The men's 3000 metres steeplechase event at the 2020 Summer Olympics took place on 30 July and 2 August 2021 at the Japan National Stadium. 45 athletes competed.

Summary
Kenya had won this event every time it participated in the Olympics since 1968, 11 times, 9 times in a row after boycotting 1976 and 1980. That symbol of national pride placed a giant target on their back from every other country trying to win this event. 2021 looked like a good chance for Kenya's neighbor and distance running rival, Ethiopia, Lamecha Girma holding the number one and three of the top 5 times in the world coming into the Olympics.

15 men qualified through a tough round of heats. On home soil, Ryuji Miura set the Japanese National Record. A slow third heat left, among others, one Kenyan and one Ethiopian runner to watch the final from the stands.

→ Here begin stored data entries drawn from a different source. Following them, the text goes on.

// Copyright 2025 eraflo
//
// Licensed under the Apache License, Version 2.0 (the "License");
// you may not use this file except in compliance with the License.
// You may obtain a copy of the License at
//
//     http://www.apache.org/licenses/LICENSE-2.0
//
// Unless required by applicable law or agreed to in writing, software
// distributed under the License is distributed on an "AS IS" BASIS,
// WITHOUT WARRANTIES OR CONDITIONS OF ANY KIND, either express or implied.
// See the License for the specific language governing permissions and
// limitations under the License.

//! The schedulable unit: a named callback with an activity flag and an
//! optional fixed schedule.

use crate::schedule::TimeAccumulator;
use std::fmt;

/// Callback type for a logic unit.
///
/// Receives the elapsed real time in milliseconds since this unit's own last
/// invocation (not since tick start), so each unit can integrate motion or
/// time smoothly regardless of how the scheduler interleaves it with others.
pub type LogicFn = Box<dyn FnMut(f64) + Send>;

/// A named, schedulable callback.
///
/// The name is the unit's identity inside its owning scheduler: duplicate
/// registration under the same name aborts, and removal is addressed by
/// name. All runtime bookkeeping (estimates, hotness, timestamps) is owned
/// by the scheduler and is not part of this type.
pub struct LogicUnit {
    name: String,
    callback: LogicFn,
    active: bool,
    schedule: Option<TimeAccumulator>,
}

impl LogicUnit {
    /// Creates an active unit that is eligible every tick.
    pub fn new(name: impl Into<String>, callback: impl FnMut(f64) + Send + 'static) -> Self {
        Self {
            name: name.into(),
            callback: Box::new(callback),
            active: true,
            schedule: None,
        }
    }

    /// Creates an active unit additionally gated on a fixed period.
    pub fn with_schedule(
        name: impl Into<String>,
        period_ms: f64,
        callback: impl FnMut(f64) + Send + 'static,
    ) -> Self {
        Self {
            schedule: Some(TimeAccumulator::new(period_ms)),
            ..Self::new(name, callback)
        }
    }

    /// Builder-style toggle returning the unit deactivated. Deactivated
    /// units are skipped without touching any statistics until reactivated.
    pub fn inactive(mut self) -> Self {
        self.active = false;
        self
    }

    /// Returns the unit's name.
    pub fn name(&self) -> &str {
        &self.name
    }

    /// Returns whether the unit is currently eligible to run.
    pub fn is_active(&self) -> bool {
        self.active
    }

    /// Returns the fixed period in milliseconds, if one is set.
    pub fn period_ms(&self) -> Option<f64> {
        self.schedule.as_ref().map(|s| s.period_ms())
    }

    pub(crate) fn set_active(&mut self, active: bool) {
        self.active = active;
    }

    pub(crate) fn set_schedule(&mut self, period_ms: f64) {
        match &mut self.schedule {
            Some(acc) => acc.set_period(period_ms),
            None => self.schedule = Some(TimeAccumulator::new(period_ms)),
        }
    }

    pub(crate) fn schedule_mut(&mut self) -> Option<&mut TimeAccumulator> {
        self.schedule.as_mut()
    }

    pub(crate) fn invoke(&mut self, dt_ms: f64) {
        (self.callback)(dt_ms);
    }
}

impl fmt::Debug for LogicUnit {
    fn fmt(&self, f: &mut fmt::Formatter<'_>) -> fmt::Result {
        f.debug_struct("LogicUnit")
            .field("name", &self.name)
            .field("active", &self.active)
            .field("schedule", &self.schedule)
            .finish_non_exhaustive()
    }
}

#[cfg(test)]
mod tests {
    use super::*;
    use std::sync::atomic::{AtomicUsize, Ordering};
    use std::sync::Arc;

    #[test]
    fn invoke_passes_dt_to_callback() {
        let calls = Arc::new(AtomicUsize::new(0));
        let calls_seen = calls.clone();
        let mut unit = LogicUnit::new("counter", move |dt_ms| {
            assert!(dt_ms >= 0.0);
            calls_seen.fetch_add(1, Ordering::SeqCst);
        });

        unit.invoke(0.0);
        unit.invoke(16.7);
        assert_eq!(calls.load(Ordering::SeqCst), 2);
    }

    #[test]
    fn inactive_builder_starts_deactivated() {
        let unit = LogicUnit::new("idle", |_| {}).inactive();
        assert!(!unit.is_active());
    }

    #[test]
    fn with_schedule_exposes_period() {
        let unit = LogicUnit::with_schedule("ambient", 500.0, |_| {});
        assert_eq!(unit.period_ms(), Some(500.0));
    }

    #[test]
    fn set_schedule_upgrades_unscheduled_unit() {
        let mut unit = LogicUnit::new("later", |_| {});
        assert_eq!(unit.period_ms(), None);
        unit.set_schedule(250.0);
        assert_eq!(unit.period_ms(), Some(250.0));
    }
}
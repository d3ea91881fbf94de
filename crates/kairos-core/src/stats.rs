// Copyright 2025 eraflo
//
// Licensed under the Apache License, Version 2.0 (the "License");
// you may not use this file except in compliance with the License.
// You may obtain a copy of the License at
//
//     http://www.apache.org/licenses/LICENSE-2.0
//
// Unless required by applicable law or agreed to in writing, software
// distributed under the License is distributed on an "AS IS" BASIS,
// WITHOUT WARRANTIES OR CONDITIONS OF ANY KIND, either express or implied.
// See the License for the specific language governing permissions and
// limitations under the License.

//! Serializable statistics snapshots exposed by `dump_stats`.
//!
//! Snapshots are plain data for external observability tooling; nothing in
//! the scheduler reads them back.

use serde::Serialize;

/// Per-unit statistics at snapshot time.
#[derive(Debug, Clone, Serialize)]
pub struct UnitStats {
    /// Unit name (unique within its limiter).
    pub name: String,
    /// Whether the unit was active at snapshot time.
    pub active: bool,
    /// Smoothed runtime estimate in milliseconds, `None` until the first run.
    pub estimate_ms: Option<f64>,
    /// Relative fairness counter. Only meaningful compared against other
    /// units of the same limiter; reset wholesale on jubilee.
    pub hotness: u32,
    /// Absolute number of invocations since registration.
    pub total_runs: u64,
    /// Milliseconds since the unit last completed a run, `None` if it has
    /// never completed one.
    pub idle_ms: Option<f64>,
}

/// Aggregate statistics for one [`RuntimeLimiter`](crate::RuntimeLimiter).
#[derive(Debug, Clone, Serialize)]
pub struct LimiterStats {
    /// Total unit invocations across all passes.
    pub total_ran: u64,
    /// Invocations performed by the round-robin phase.
    pub ran_round_robin: u64,
    /// Invocations performed by the opportunistic phase.
    pub ran_opportunistic: u64,
    /// Fraction of units that wanted to run last tick but got no slot.
    pub starvation: f64,
    /// Accumulated milliseconds spent beyond requested allowances.
    pub overrun_ms: f64,
    /// Accumulated milliseconds of allowance left unused.
    pub underrun_ms: f64,
    /// Exponentially smoothed duration of a full scheduling pass.
    pub smoothed_runtime_ms: f64,
    /// Per-unit breakdown in registration order.
    pub units: Vec<UnitStats>,
}

/// One named runner inside a sharer snapshot.
#[derive(Debug, Clone, Serialize)]
pub struct RunnerStats {
    /// Runner name.
    pub name: String,
    /// Relative weight used when splitting the allowance.
    pub weight: f64,
    /// The runner's limiter statistics.
    pub limiter: LimiterStats,
}

/// Full snapshot of a [`RuntimeLimitSharer`](crate::RuntimeLimitSharer).
#[derive(Debug, Clone, Serialize)]
pub struct SharerStats {
    /// All registered runners in registration order.
    pub runners: Vec<RunnerStats>,
}

#[cfg(test)]
mod tests {
    use super::*;

    #[test]
    fn snapshots_serialize_to_json() {
        let stats = SharerStats {
            runners: vec![RunnerStats {
                name: "systems".to_string(),
                weight: 3.0,
                limiter: LimiterStats {
                    total_ran: 42,
                    ran_round_robin: 40,
                    ran_opportunistic: 2,
                    starvation: 0.25,
                    overrun_ms: 1.5,
                    underrun_ms: 10.0,
                    smoothed_runtime_ms: 4.2,
                    units: vec![UnitStats {
                        name: "physics".to_string(),
                        active: true,
                        estimate_ms: Some(1.25),
                        hotness: 7,
                        total_runs: 42,
                        idle_ms: Some(0.5),
                    }],
                },
            }],
        };

        let json = serde_json::to_string(&stats).expect("snapshot should serialize");
        assert!(json.contains("\"systems\""));
        assert!(json.contains("\"physics\""));
        assert!(json.contains("\"estimate_ms\":1.25"));
    }
}
// Copyright 2025 eraflo
//
// Licensed under the Apache License, Version 2.0 (the "License");
// you may not use this file except in compliance with the License.
// You may obtain a copy of the License at
//
//     http://www.apache.org/licenses/LICENSE-2.0
//
// Unless required by applicable law or agreed to in writing, software
// distributed under the License is distributed on an "AS IS" BASIS,
// WITHOUT WARRANTIES OR CONDITIONS OF ANY KIND, either express or implied.
// See the License for the specific language governing permissions and
// limitations under the License.

//! Fixed-period accumulator gating logic units that run on a schedule.

/// Smallest accepted period. Guards the modulo carry against a zero or
/// negative period.
const MIN_PERIOD_MS: f64 = 1e-3;

/// Accumulates elapsed time against a fixed period with catch-up semantics.
///
/// [`tick`](Self::tick) reports at most one trigger per call: if several
/// whole periods elapsed since the last check, the trigger still fires once
/// and the remainder modulo the period is retained, so a stalled scheduler
/// does not burst-fire a scheduled unit to catch up.
#[derive(Debug, Clone, PartialEq)]
pub struct TimeAccumulator {
    period_ms: f64,
    accum_ms: f64,
}

impl TimeAccumulator {
    /// Creates an accumulator with the given period in milliseconds.
    pub fn new(period_ms: f64) -> Self {
        Self {
            period_ms: period_ms.max(MIN_PERIOD_MS),
            accum_ms: 0.0,
        }
    }

    /// Adds `dt_ms` of elapsed time and reports whether the period elapsed.
    pub fn tick(&mut self, dt_ms: f64) -> bool {
        self.accum_ms += dt_ms.max(0.0);
        if self.accum_ms >= self.period_ms {
            self.accum_ms %= self.period_ms;
            true
        } else {
            false
        }
    }

    /// Returns the configured period in milliseconds.
    pub fn period_ms(&self) -> f64 {
        self.period_ms
    }

    /// Replaces the period, keeping accumulated time capped below the new
    /// period so the next trigger still requires real elapsed time.
    pub(crate) fn set_period(&mut self, period_ms: f64) {
        self.period_ms = period_ms.max(MIN_PERIOD_MS);
        if self.accum_ms >= self.period_ms {
            self.accum_ms %= self.period_ms;
        }
    }
}

#[cfg(test)]
mod tests {
    use super::*;
    use approx::assert_relative_eq;

    #[test]
    fn does_not_trigger_before_period() {
        let mut acc = TimeAccumulator::new(100.0);
        assert!(!acc.tick(40.0));
        assert!(!acc.tick(40.0));
    }

    #[test]
    fn triggers_once_period_elapsed() {
        let mut acc = TimeAccumulator::new(100.0);
        assert!(!acc.tick(60.0));
        assert!(acc.tick(60.0));
    }

    #[test]
    fn multiple_elapsed_periods_report_single_trigger_and_keep_remainder() {
        let mut acc = TimeAccumulator::new(100.0);
        // 350ms elapsed at once: one trigger, 50ms carried over.
        assert!(acc.tick(350.0));
        assert_relative_eq!(acc.accum_ms, 50.0, epsilon = 1e-9);
        assert!(acc.tick(50.0));
        assert!(!acc.tick(49.0));
    }

    #[test]
    fn negative_dt_is_ignored() {
        let mut acc = TimeAccumulator::new(100.0);
        assert!(!acc.tick(-500.0));
        assert_relative_eq!(acc.accum_ms, 0.0);
    }

    #[test]
    fn degenerate_period_is_clamped() {
        let mut acc = TimeAccumulator::new(0.0);
        assert!(acc.period_ms() > 0.0);
        assert!(acc.tick(1.0));
    }

    #[test]
    fn set_period_caps_carry() {
        let mut acc = TimeAccumulator::new(100.0);
        acc.tick(90.0);
        acc.set_period(30.0);
        // Carry was 90; capped below the new 30ms period.
        assert!(acc.accum_ms < 30.0);
    }
}
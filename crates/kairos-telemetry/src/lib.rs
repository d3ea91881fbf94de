// Copyright 2025 eraflo
//
// Licensed under the Apache License, Version 2.0 (the "License");
// you may not use this file except in compliance with the License.
// You may obtain a copy of the License at
//
//     http://www.apache.org/licenses/LICENSE-2.0
//
// Unless required by applicable law or agreed to in writing, software
// distributed under the License is distributed on an "AS IS" BASIS,
// WITHOUT WARRANTIES OR CONDITIONS OF ANY KIND, either express or implied.
// See the License for the specific language governing permissions and
// limitations under the License.

//! # Kairos Telemetry
//!
//! Rolling statistics and report export for the scheduler core.
//!
//! A [`StatsRecorder`] ingests [`SharerStats`](kairos_core::stats::SharerStats)
//! snapshots once per tick and keeps fixed-size rolling windows per runner;
//! the [`report`] module turns the latest snapshot plus the window summaries
//! into a JSON document or a set of log lines.

#![warn(missing_docs)]

pub mod recorder;
pub mod report;

pub use recorder::{RunnerSummary, StatsRecorder};
pub use report::SchedulerReport;

/// Initializes `env_logger` from `RUST_LOG`. Safe to call more than once;
/// later calls are no-ops.
pub fn init_logging() {
    let _ = env_logger::Builder::from_default_env().try_init();
}
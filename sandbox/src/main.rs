// Copyright 2025 eraflo
//
// Licensed under the Apache License, Version 2.0 (the "License");
// you may not use this file except in compliance with the License.
// You may obtain a copy of the License at
//
//     http://www.apache.org/licenses/LICENSE-2.0
//
// Unless required by applicable law or agreed to in writing, software
// distributed under the License is distributed on an "AS IS" BASIS,
// WITHOUT WARRANTIES OR CONDITIONS OF ANY KIND, either express or implied.
// See the License for the specific language governing permissions and
// limitations under the License.

// Kairos Sandbox
// Drives a RuntimeLimitSharer at a 60Hz frame budget with a mixed workload.

use anyhow::Result;
use kairos_core::{LogicUnit, RuntimeLimitSharer, Stopwatch};
use kairos_telemetry::report::{self, SchedulerReport};
use kairos_telemetry::StatsRecorder;
use std::path::Path;
use std::thread;
use std::time::Duration;

const FRAME_BUDGET_MS: f64 = 16.7;
const FRAMES: u32 = 300;
const ENTITY_COUNT: usize = 24;

fn busy_wait(ms: f64) {
    let watch = Stopwatch::new();
    while watch.elapsed_ms_f64() < ms {
        std::hint::spin_loop();
    }
}

fn build_world(sharer: &mut RuntimeLimitSharer) {
    sharer.register_runner("systems", 3.0);
    sharer.register_runner("entities", 2.0);
    sharer.register_runner("world", 1.0);

    // Systems: a dt-integrated physics step plus a deliberately heavy
    // planner that will not fit most frames.
    let mut positions = vec![0.0f64; ENTITY_COUNT];
    let velocities = vec![0.3f64; ENTITY_COUNT];
    sharer.add_logic(
        "systems",
        LogicUnit::new("physics", move |dt_ms| {
            for (pos, vel) in positions.iter_mut().zip(&velocities) {
                *pos += vel * dt_ms;
            }
            busy_wait(1.0);
        }),
    );
    sharer.add_logic(
        "systems",
        LogicUnit::new("collision", |_| busy_wait(1.5)),
    );
    sharer.add_logic(
        "systems",
        LogicUnit::new("ai-planner", |_| busy_wait(8.0)),
    );

    // Entities: a spread of small per-group behaviors.
    for group in 0..6 {
        sharer.add_logic(
            "entities",
            LogicUnit::new(format!("behavior-{group}"), |_| busy_wait(0.6)),
        );
    }

    // World: ambient work on fixed schedules.
    sharer.add_logic(
        "world",
        LogicUnit::with_schedule("spawner", 500.0, |_| busy_wait(1.0)),
    );
    sharer.add_logic(
        "world",
        LogicUnit::with_schedule("weather", 1000.0, |_| busy_wait(2.0)),
    );
}

fn main() -> Result<()> {
    kairos_telemetry::init_logging();
    log::info!("sandbox: {FRAMES} frames at {FRAME_BUDGET_MS}ms budget");

    let mut sharer = RuntimeLimitSharer::new();
    build_world(&mut sharer);

    let mut recorder = StatsRecorder::new();
    let mut starved_frames = 0u32;

    for frame in 0..FRAMES {
        let frame_watch = Stopwatch::new();
        let outcome = sharer.share(FRAME_BUDGET_MS);
        recorder.record(&sharer.dump_stats());
        if outcome.starved_runners > 0 {
            starved_frames += 1;
        }
        if frame % 60 == 0 {
            log::debug!(
                "frame {frame}: remaining={:.2}ms starved_runners={}",
                outcome.remaining_ms,
                outcome.starved_runners
            );
        }

        // Sleep off whatever the scheduler left of the frame.
        let elapsed = frame_watch.elapsed_ms_f64();
        if elapsed < FRAME_BUDGET_MS {
            thread::sleep(Duration::from_secs_f64(
                (FRAME_BUDGET_MS - elapsed) / 1000.0,
            ));
        }
    }

    log::info!("sandbox: done, {starved_frames} frames saw a fully starved runner");
    report::log_summaries(&recorder);

    let report_path = Path::new("kairos-report.json");
    SchedulerReport::build(sharer.dump_stats(), &recorder).write_to(report_path)?;
    log::info!("sandbox: wrote {}", report_path.display());
    Ok(())
}
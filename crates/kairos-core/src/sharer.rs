// Copyright 2025 eraflo
//
// Licensed under the Apache License, Version 2.0 (the "License");
// you may not use this file except in compliance with the License.
// You may obtain a copy of the License at
//
//     http://www.apache.org/licenses/LICENSE-2.0
//
// Unless required by applicable law or agreed to in writing, software
// distributed under the License is distributed on an "AS IS" BASIS,
// WITHOUT WARRANTIES OR CONDITIONS OF ANY KIND, either express or implied.
// See the License for the specific language governing permissions and
// limitations under the License.

//! Splits one allowance across several named [`RuntimeLimiter`]s by weight,
//! redistributing unused time in bonus passes.

use crate::limiter::{LimiterConfig, RuntimeLimiter};
use crate::logic::LogicUnit;
use crate::mailbox::Registrar;
use crate::stats::{RunnerStats, SharerStats};
use crate::utils::timer::Stopwatch;
use std::collections::HashMap;

/// Remaining allowance below this is treated as exhausted; it absorbs the
/// scheduling overhead of the sharing loop itself.
const SHARE_EPSILON_MS: f64 = 0.05;

/// Outcome of one [`RuntimeLimitSharer::share`] call.
#[derive(Debug, Clone, Copy)]
pub struct ShareReport {
    /// Allowance left unspent when every runner finished.
    pub remaining_ms: f64,
    /// Runners that had willing units but executed none at all this call.
    /// Distinct from a runner's internal starvation ratio.
    pub starved_runners: u32,
}

struct RunnerSlot {
    name: String,
    weight: f64,
    limiter: RuntimeLimiter,
}

/// Owns a named set of weighted [`RuntimeLimiter`]s and drives them once per
/// external tick.
///
/// [`share`](Self::share) gives every runner its weight-proportional share
/// of the allowance, then keeps cycling leftover time into bonus passes
/// until the allowance is exhausted or every runner reports finished.
/// Runners are serviced starting from a rotating index so the same runner is
/// not always first in line.
pub struct RuntimeLimitSharer {
    runners: Vec<RunnerSlot>,
    by_name: HashMap<String, usize>,
    resume_at: usize,
}

impl RuntimeLimitSharer {
    /// Creates an empty sharer.
    pub fn new() -> Self {
        Self {
            runners: Vec::new(),
            by_name: HashMap::new(),
            resume_at: 0,
        }
    }

    /// Registers a named runner with a relative weight.
    ///
    /// # Panics
    ///
    /// Panics on a duplicate runner name or a non-positive weight; both are
    /// programmer errors.
    pub fn register_runner(&mut self, name: impl Into<String>, weight: f64) {
        self.register_runner_with(name, weight, LimiterConfig::default());
    }

    /// [`register_runner`](Self::register_runner) with an explicit limiter
    /// configuration.
    pub fn register_runner_with(
        &mut self,
        name: impl Into<String>,
        weight: f64,
        config: LimiterConfig,
    ) {
        let name = name.into();
        assert!(weight > 0.0, "runner weight must be positive, got {weight}");
        assert!(
            !self.by_name.contains_key(&name),
            "duplicate runner name registered: {name}"
        );
        log::info!("RuntimeLimitSharer: registered runner '{name}' (weight={weight:.2})");
        self.by_name.insert(name.clone(), self.runners.len());
        self.runners.push(RunnerSlot {
            name,
            weight,
            limiter: RuntimeLimiter::with_config(config),
        });
    }

    /// Queues a unit for registration with the named runner.
    pub fn add_logic(&self, runner: &str, unit: LogicUnit) {
        self.runners[self.index_of(runner)].limiter.add(unit);
    }

    /// Queues a unit for removal from the named runner.
    pub fn remove_logic(&self, runner: &str, unit_name: &str) {
        self.runners[self.index_of(runner)].limiter.remove(unit_name);
    }

    /// Returns a cross-thread registration handle for the named runner.
    pub fn registrar(&self, runner: &str) -> Registrar {
        self.runners[self.index_of(runner)].limiter.registrar()
    }

    /// Activates every unit of the named runner.
    pub fn activate_all(&mut self, runner: &str) {
        let idx = self.index_of(runner);
        self.runners[idx].limiter.activate_all();
    }

    /// Deactivates every unit of the named runner.
    pub fn deactivate_all(&mut self, runner: &str) {
        let idx = self.index_of(runner);
        self.runners[idx].limiter.deactivate_all();
    }

    /// Direct access to the named runner, e.g. for
    /// [`set_schedule`](RuntimeLimiter::set_schedule).
    pub fn runner_mut(&mut self, runner: &str) -> &mut RuntimeLimiter {
        let idx = self.index_of(runner);
        &mut self.runners[idx].limiter
    }

    /// Number of registered runners.
    pub fn runner_count(&self) -> usize {
        self.runners.len()
    }

    /// Splits `allowance_ms` across all runners and drives them for one
    /// external tick.
    ///
    /// Pass 0 visits every runner with its nominal weight-proportional share
    /// of the full allowance, regardless of what earlier runners spent.
    /// Bonus passes then split whatever wall-clock allowance remains among
    /// the runners that have not reported finished, until the allowance is
    /// exhausted or everyone is done. Time a runner leaves unused is
    /// implicitly returned to the pool, because the remainder is re-measured
    /// before every runner invocation.
    pub fn share(&mut self, allowance_ms: f64) -> ShareReport {
        let pass = Stopwatch::new();
        let n = self.runners.len();
        if n == 0 {
            return ShareReport {
                remaining_ms: allowance_ms.max(0.0),
                starved_runners: 0,
            };
        }

        let total_weight: f64 = self.runners.iter().map(|r| r.weight).sum();
        let mut finished = vec![false; n];
        let mut ran_total = vec![0u64; n];
        let mut wanted_last = vec![0u32; n];
        let mut loop_index: u32 = 0;

        'sharing: loop {
            let pool_weight: f64 = if loop_index == 0 {
                total_weight
            } else {
                self.runners
                    .iter()
                    .enumerate()
                    .filter(|(i, _)| !finished[*i])
                    .map(|(_, r)| r.weight)
                    .sum()
            };
            if pool_weight <= 0.0 {
                break;
            }

            let first = self.resume_at;
            for k in 0..n {
                let i = (first + k) % n;
                if loop_index > 0 && finished[i] {
                    continue;
                }
                let share_ms = if loop_index == 0 {
                    allowance_ms * self.runners[i].weight / total_weight
                } else {
                    let remaining = allowance_ms - pass.elapsed_ms_f64();
                    if remaining <= SHARE_EPSILON_MS {
                        break 'sharing;
                    }
                    remaining * self.runners[i].weight / pool_weight
                };

                let report = self.runners[i].limiter.run(share_ms, loop_index);
                finished[i] = report.finished;
                ran_total[i] += u64::from(report.ran);
                wanted_last[i] = report.wanted;
            }
            self.resume_at = (self.resume_at + 1) % n;

            if finished.iter().all(|f| *f) {
                break;
            }
            if allowance_ms - pass.elapsed_ms_f64() <= SHARE_EPSILON_MS {
                break;
            }
            loop_index += 1;
        }

        let starved_runners = (0..n)
            .filter(|&i| wanted_last[i] > 0 && ran_total[i] == 0)
            .count() as u32;
        ShareReport {
            remaining_ms: (allowance_ms - pass.elapsed_ms_f64()).max(0.0),
            starved_runners,
        }
    }

    /// Snapshot of every runner's statistics.
    pub fn dump_stats(&self) -> SharerStats {
        SharerStats {
            runners: self
                .runners
                .iter()
                .map(|r| RunnerStats {
                    name: r.name.clone(),
                    weight: r.weight,
                    limiter: r.limiter.dump_stats(),
                })
                .collect(),
        }
    }

    fn index_of(&self, runner: &str) -> usize {
        match self.by_name.get(runner) {
            Some(&idx) => idx,
            None => panic!("unknown runner: {runner}"),
        }
    }
}

impl Default for RuntimeLimitSharer {
    fn default() -> Self {
        Self::new()
    }
}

True to form in most championships, the final started slowly with Ethiopians Girma and Getnet Wale controlling the pace from the front. About 1K in, Miura injected a little more speed, but the Ethiopians went back to the point, marked by the Kenyan duo of Abraham Kibiwott and Benjamin Kigen along with Kenyan born American Benard Keter. As they approached 3 laps to go, Girma made an effort to speed up the race, the field stringing out behind them, with only the two Ethiopians, the two Kenyans breaking away with Soufiane El Bakkali going on the back of the leaders for the ride. Through the penultimate lap, both Kenyans showed signs of weakness, losing contact on the remaining three at the bell. Duplicating the strategy of Ezekiel Kemboi, El Bakkali accelerated over the first barrier of the backstretch. Wale struggled to keep up and Kigen sprinting to regain contact as his country's last hope. Entering the final turn, El Bakkali caught Girma. With both athletes taking the water jump cleanly, behind them as Kigen was catching Wale, his lead foot caught Wale's back kick and Wale was down. Kigen quickly regained his balance while Wale lost all momentum and his chance at a medal. After gaining the advantage, El Bakkali sprinted away from Girma to take the gold with Kigen getting the bronze. El Bakkali’s gold medal was the first Olympic or Worlds gold in 34 years—going back to the 1987 World Championships in Athletics—to be won by a non-Kenyan-born athlete.

Background
This was the 24th appearance of the event, having appeared at every Olympics since 1920.

Qualification

A National Olympic Committee (NOC) could enter up to 3 qualified athletes in the men's 3000 metres steeplechase event if all athletes meet the entry standard or qualify by ranking during the qualifying period. (The limit of 3 has been in place since the 1930 Olympic Congress.) The qualifying standard is 8:22.00. This standard was "set for the sole purpose of qualifying athletes with exceptional performances unable to qualify through the IAAF World Rankings pathway." The world rankings, based on the average of the best five results for the athlete over the qualifying period and weighted by the importance of the meet, will then be used to qualify athletes until the cap of 45 is reached.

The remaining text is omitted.